■ Given data ■
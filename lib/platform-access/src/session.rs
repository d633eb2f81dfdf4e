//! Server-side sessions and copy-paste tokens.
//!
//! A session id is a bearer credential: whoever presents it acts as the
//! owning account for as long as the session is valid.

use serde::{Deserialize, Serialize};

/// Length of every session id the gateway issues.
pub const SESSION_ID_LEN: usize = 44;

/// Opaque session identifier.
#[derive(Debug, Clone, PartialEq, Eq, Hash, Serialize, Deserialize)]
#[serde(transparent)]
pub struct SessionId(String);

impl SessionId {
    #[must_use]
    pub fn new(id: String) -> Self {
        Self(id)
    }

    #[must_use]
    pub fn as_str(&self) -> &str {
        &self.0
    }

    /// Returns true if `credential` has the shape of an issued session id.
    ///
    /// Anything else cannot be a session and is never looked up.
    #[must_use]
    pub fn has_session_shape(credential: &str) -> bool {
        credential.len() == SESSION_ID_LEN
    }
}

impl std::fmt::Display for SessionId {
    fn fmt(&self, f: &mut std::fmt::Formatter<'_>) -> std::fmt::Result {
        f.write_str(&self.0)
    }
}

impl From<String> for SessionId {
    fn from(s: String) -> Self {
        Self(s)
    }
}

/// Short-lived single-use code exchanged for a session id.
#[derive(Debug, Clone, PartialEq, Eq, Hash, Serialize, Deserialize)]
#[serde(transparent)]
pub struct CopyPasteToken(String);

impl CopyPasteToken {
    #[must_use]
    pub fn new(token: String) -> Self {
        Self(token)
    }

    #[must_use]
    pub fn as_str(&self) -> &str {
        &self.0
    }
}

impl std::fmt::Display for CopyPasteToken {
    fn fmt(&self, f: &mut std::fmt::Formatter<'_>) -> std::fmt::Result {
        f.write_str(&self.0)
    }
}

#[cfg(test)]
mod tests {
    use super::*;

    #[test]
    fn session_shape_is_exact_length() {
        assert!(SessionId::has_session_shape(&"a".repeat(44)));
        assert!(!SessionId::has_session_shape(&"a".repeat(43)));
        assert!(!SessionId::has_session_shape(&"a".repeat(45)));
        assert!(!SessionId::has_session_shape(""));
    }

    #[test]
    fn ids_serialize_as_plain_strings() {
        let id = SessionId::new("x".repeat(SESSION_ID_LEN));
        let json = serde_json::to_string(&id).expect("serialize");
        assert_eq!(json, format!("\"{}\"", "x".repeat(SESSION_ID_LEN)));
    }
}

■ Instructions to follow ■
Go through the data and return each line where the word "CopyPasteToken" appears.

■ Task solution ■
pub struct CopyPasteToken(String);
impl CopyPasteToken {
impl std::fmt::Display for CopyPasteToken {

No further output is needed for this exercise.